Jonathan received his 3 years of tutoring from Lancaster Center Director Michael Hall. "Jonathan is a very gifted young man," Michael said. "What I did was organize and scaffold the information already in his head so he could access it."
Jonathan prepared his address to help others understand the Center from a student's perspective. His ability to see his dyslexia as a gift is a testament to our Centers' life changing work.
"What is dyslexia? Is it a problem, a disability, or an obstacle that just stands in the way? Without the 32 degree Masonic Learning Center, my answer would be that it is all three; with your help, the answer to this question is quite simple, it is a gift.
You may be familiar with some others who had the gift of dyslexia: Thomas Edison, who left formal schooling after three months to be home schooled by his mother; or Albert Einstein, who left school at age 10. Unhappy with the school's program, he turned to a course of personal study.

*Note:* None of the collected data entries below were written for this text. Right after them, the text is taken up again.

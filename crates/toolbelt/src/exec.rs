use crate::prelude::{println, *};
use toolbelt_core::engine::{execute, Request};
use toolbelt_core::error::Error as OperationError;

#[derive(Debug, clap::Args, serde::Serialize, serde::Deserialize, Clone)]
pub struct Options {
    /// Operation request as JSON, e.g.
    /// '{"operation": "base-convert", "input": "255", "from": 10, "to": 16}'
    #[arg(value_name = "REQUEST")]
    pub request: String,
}

pub fn run(options: Options, global: crate::Global) -> Result<()> {
    let request: Request = serde_json::from_str(&options.request)
        .map_err(|e| eyre!("Invalid request JSON: {e}"))?;

    if global.verbose {
        println!("Executing {:?}...", request);
    }

    let rendered = match execute(request) {
        Ok(output) => serde_json::to_string_pretty(&output)?,
        Err(err) => serde_json::to_string_pretty(&failure_value(&err))?,
    };
    println!("{}", rendered);

    Ok(())
}

/// Failures are part of the operation contract, so they are printed as a
/// value rather than reported as a process error.
fn failure_value(err: &OperationError) -> serde_json::Value {
    serde_json::json!({
        "result": "failure",
        "kind": err.kind(),
        "message": err.to_string(),
    })
}

#[cfg(test)]
mod tests {
    use super::*;

    #[test]
    fn test_failure_value_shape() {
        let err = OperationError::MalformedToken("wrong segment count".to_string());
        let value = failure_value(&err);

        assert_eq!(value["result"], "failure");
        assert_eq!(value["kind"], "malformed-token");
        assert_eq!(value["message"], "Malformed token: wrong segment count");
    }

    #[test]
    fn test_request_parses_from_cli_json() {
        let raw = r#"{"operation": "hash", "input": "hello", "algorithm": "md5"}"#;
        let request: Request = serde_json::from_str(raw).unwrap();
        let output = execute(request).unwrap();
        assert_eq!(
            serde_json::to_value(&output).unwrap()["value"],
            "5d41402abc4b2a76b9719d911017c592"
        );
    }
}
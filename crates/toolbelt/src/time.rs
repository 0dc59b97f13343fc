use crate::prelude::{println, *};
use chrono::{DateTime, Local, Utc};
use toolbelt_core::time::convert;

#[derive(Debug, clap::Parser)]
#[command(name = "time")]
#[command(about = "Convert Unix timestamps to human-readable dates")]
pub struct App {
    #[command(subcommand)]
    pub command: Commands,
}

#[derive(Debug, clap::Subcommand)]
pub enum Commands {
    /// Convert an epoch (seconds or milliseconds, auto-detected)
    #[clap(name = "convert")]
    Convert(ConvertOptions),

    /// Print the current Unix epoch
    #[clap(name = "now")]
    Now(NowOptions),
}

#[derive(Debug, clap::Args, serde::Serialize, serde::Deserialize, Clone)]
pub struct ConvertOptions {
    /// Epoch value; up to 11 digits is read as seconds, longer as milliseconds
    #[arg(value_name = "EPOCH")]
    pub epoch: String,

    /// Evaluate relative time against this epoch (seconds) instead of the
    /// current instant
    #[arg(long, value_name = "EPOCH_SECONDS")]
    pub at: Option<i64>,

    /// Output as JSON
    #[arg(long)]
    pub json: bool,
}

#[derive(Debug, clap::Args, serde::Serialize, serde::Deserialize, Clone)]
pub struct NowOptions {
    /// Print milliseconds instead of seconds
    #[arg(long)]
    pub millis: bool,

    /// Output as JSON
    #[arg(long)]
    pub json: bool,
}

pub fn run(app: App, global: crate::Global) -> Result<()> {
    match app.command {
        Commands::Convert(options) => run_convert(options, global),
        Commands::Now(options) => run_now(options, global),
    }
}

fn run_convert(options: ConvertOptions, global: crate::Global) -> Result<()> {
    let now = match options.at {
        Some(at) => DateTime::<Utc>::from_timestamp(at, 0)
            .ok_or_else(|| eyre!("--at epoch out of range: {at}"))?,
        None => Utc::now(),
    };
    let local_offset = *Local::now().offset();

    if global.verbose {
        println!("Converting against now={}...", now.timestamp());
    }

    let output = convert(&options.epoch, now, local_offset).map_err(|e| eyre!("{}", e))?;

    if options.json {
        println!("{}", serde_json::to_string_pretty(&output)?);
    } else {
        let mut table = crate::prelude::new_table();
        table.add_row(prettytable::row!["Local Time", output.local_time]);
        table.add_row(prettytable::row!["UTC / GMT", output.utc_time]);
        table.add_row(prettytable::row!["Relative", output.relative_time]);
        table.printstd();
    }

    Ok(())
}

fn run_now(options: NowOptions, global: crate::Global) -> Result<()> {
    let now = Utc::now();

    if options.json {
        println!(
            "{}",
            serde_json::to_string_pretty(&serde_json::json!({
                "epoch_seconds": now.timestamp(),
                "epoch_millis": now.timestamp_millis(),
            }))?
        );
    } else if options.millis {
        println!("{}", now.timestamp_millis());
    } else {
        println!("{}", now.timestamp());
    }

    Ok(())
}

I can understand that. My local public school system saw me as someone to be retained. Unlike Edison and Einstein, I had the Lancaster Learning Center, which saw me as someone to be re-trained. I needed retraining because when I began formal reading instruction I was not able to understand the teacher's approach. The methods used assumed things, like an ability to recognize rhyming words... and to do that, you must be able to distinguish differences between letter sounds... some of us just didn't come wired that way! Dyslexia did not negatively impact my intelligence, it just enables me to think differently. All dyslexics are different, which means we must be taught to read one on one. That kind of individualization is not a school's strong point either.
Dyslexia does, in fact, present itself as a challenge, but not a challenge that cannot be overcome if you receive one on one instruction and work with teachers trained in methods that meet the needs of the learner. I did receive help from some other organizations and teachers, but when I encountered the Masonic Learning Center something changed. Not only did the program bring me up to grade level, it increased the speed of my reading and also helped me to understand the material as a whole. When I completed the program I left not only with improved reading skills, but also with an opportunity to fulfill my dreams. This program gives those of us with dyslexia a new beginning and a chance to achieve goals that had seemed unattainable. It unlocks minds with wonderful potential that can benefit both the student and the community.
This summer I spent almost two weeks at Villanova University as part of the National Youth Leadership Forum in Medicine. Those students invited to attend have demonstrated an aptitude for, and an interest in, the field of medicine. The Masons' investment in my learning to read was the key that opened that door for me. I am not yet sure that a career in medicine is for me, but I am sure that whatever path I choose, it will have been paved by the generosity and efforts of others like you - Masons who are building a better tomorrow one child
at a time.
I will begin regularly volunteering for the Center in November because I want to assist you in providing an opportunity for others to get the help I know they so desperately need. I have also walked in all but one of the Center's walk-a-thons... and I only missed that one due to a school commitment. I will be there tomorrow to once again support you in your efforts to build. I stand here before you as proof of what this program can do. I only hope that I have helped you to see the possibilities and hope you give to children with dyslexia."